Work order: Below are some records. Return exactly the lines from the one with "pub struct MetricsCounters" to the one with "m.entities_removed = m.entities_removed.saturating_add(1);", and nothing else.

Input data:
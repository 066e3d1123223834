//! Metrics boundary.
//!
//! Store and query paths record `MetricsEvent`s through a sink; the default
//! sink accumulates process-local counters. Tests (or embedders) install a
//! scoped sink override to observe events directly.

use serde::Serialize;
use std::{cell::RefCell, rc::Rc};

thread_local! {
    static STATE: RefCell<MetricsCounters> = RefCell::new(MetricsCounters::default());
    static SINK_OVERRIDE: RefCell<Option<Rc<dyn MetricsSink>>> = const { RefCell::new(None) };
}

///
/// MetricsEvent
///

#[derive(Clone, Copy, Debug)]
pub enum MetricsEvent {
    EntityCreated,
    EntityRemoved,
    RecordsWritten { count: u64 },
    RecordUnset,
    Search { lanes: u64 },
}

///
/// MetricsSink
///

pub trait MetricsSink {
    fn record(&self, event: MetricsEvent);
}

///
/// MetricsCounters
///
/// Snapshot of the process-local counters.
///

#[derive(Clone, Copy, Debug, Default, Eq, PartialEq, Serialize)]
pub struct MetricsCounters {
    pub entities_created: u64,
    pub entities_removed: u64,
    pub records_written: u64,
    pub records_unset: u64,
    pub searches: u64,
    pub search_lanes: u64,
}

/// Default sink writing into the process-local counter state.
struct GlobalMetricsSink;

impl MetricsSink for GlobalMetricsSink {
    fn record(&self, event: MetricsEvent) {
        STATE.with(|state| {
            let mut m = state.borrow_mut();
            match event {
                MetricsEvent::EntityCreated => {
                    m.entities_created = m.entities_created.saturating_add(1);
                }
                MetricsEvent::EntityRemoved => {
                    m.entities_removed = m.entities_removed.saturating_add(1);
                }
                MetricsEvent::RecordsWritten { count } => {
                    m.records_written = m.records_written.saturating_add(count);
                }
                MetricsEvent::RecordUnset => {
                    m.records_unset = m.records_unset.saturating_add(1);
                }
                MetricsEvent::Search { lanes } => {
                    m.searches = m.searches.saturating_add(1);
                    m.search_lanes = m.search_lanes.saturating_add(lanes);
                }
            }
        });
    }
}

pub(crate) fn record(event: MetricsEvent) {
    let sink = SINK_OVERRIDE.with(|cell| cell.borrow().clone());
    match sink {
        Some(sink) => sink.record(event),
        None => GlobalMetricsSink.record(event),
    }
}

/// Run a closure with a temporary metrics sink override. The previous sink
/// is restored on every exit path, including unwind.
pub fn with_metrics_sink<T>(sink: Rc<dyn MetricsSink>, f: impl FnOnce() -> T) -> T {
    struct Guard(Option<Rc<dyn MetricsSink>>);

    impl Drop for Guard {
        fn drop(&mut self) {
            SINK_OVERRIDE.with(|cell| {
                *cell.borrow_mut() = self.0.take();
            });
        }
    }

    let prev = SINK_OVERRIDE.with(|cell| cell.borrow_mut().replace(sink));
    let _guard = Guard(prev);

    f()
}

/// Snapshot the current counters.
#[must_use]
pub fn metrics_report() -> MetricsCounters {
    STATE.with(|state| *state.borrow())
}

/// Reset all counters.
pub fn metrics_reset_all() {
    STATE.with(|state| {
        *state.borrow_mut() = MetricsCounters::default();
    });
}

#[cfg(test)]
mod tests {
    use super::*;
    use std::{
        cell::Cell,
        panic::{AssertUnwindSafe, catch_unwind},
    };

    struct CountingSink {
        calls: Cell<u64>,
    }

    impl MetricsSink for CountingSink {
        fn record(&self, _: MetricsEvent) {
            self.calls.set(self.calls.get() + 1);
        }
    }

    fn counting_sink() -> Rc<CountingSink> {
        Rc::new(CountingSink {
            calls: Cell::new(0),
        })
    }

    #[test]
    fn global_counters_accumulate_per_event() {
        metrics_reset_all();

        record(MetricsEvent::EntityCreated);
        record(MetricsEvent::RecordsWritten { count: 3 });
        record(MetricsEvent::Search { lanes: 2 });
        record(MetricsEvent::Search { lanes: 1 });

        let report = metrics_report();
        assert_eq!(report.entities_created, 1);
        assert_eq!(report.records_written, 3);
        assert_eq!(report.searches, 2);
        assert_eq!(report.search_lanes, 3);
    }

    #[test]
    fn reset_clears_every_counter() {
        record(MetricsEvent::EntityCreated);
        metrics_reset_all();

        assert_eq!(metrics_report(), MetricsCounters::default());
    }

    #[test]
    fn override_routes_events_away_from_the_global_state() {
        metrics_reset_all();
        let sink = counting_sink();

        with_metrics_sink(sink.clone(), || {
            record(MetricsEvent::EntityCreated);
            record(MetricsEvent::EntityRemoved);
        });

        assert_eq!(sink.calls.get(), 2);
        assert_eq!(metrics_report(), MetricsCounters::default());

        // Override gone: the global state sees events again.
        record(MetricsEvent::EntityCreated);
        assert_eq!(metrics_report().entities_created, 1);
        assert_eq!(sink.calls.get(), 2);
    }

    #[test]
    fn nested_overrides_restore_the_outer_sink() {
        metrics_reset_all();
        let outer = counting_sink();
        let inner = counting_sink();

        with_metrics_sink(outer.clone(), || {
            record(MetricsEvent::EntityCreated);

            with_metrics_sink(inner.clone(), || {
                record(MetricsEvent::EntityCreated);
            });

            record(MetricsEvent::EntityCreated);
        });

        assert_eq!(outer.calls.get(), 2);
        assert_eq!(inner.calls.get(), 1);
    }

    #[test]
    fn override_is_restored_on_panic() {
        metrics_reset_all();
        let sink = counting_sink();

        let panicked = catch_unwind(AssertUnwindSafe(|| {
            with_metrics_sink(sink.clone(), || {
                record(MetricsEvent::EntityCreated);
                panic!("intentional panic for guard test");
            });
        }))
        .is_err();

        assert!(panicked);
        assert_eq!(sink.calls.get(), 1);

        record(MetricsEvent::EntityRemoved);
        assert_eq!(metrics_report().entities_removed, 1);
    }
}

Answer section:
pub struct MetricsCounters {
    pub entities_created: u64,
    pub entities_removed: u64,
    pub records_written: u64,
    pub records_unset: u64,
    pub searches: u64,
    pub search_lanes: u64,
}

/// Default sink writing into the process-local counter state.
struct GlobalMetricsSink;

impl MetricsSink for GlobalMetricsSink {
    fn record(&self, event: MetricsEvent) {
        STATE.with(|state| {
            let mut m = state.borrow_mut();
            match event {
                MetricsEvent::EntityCreated => {
                    m.entities_created = m.entities_created.saturating_add(1);
                }
                MetricsEvent::EntityRemoved => {
                    m.entities_removed = m.entities_removed.saturating_add(1);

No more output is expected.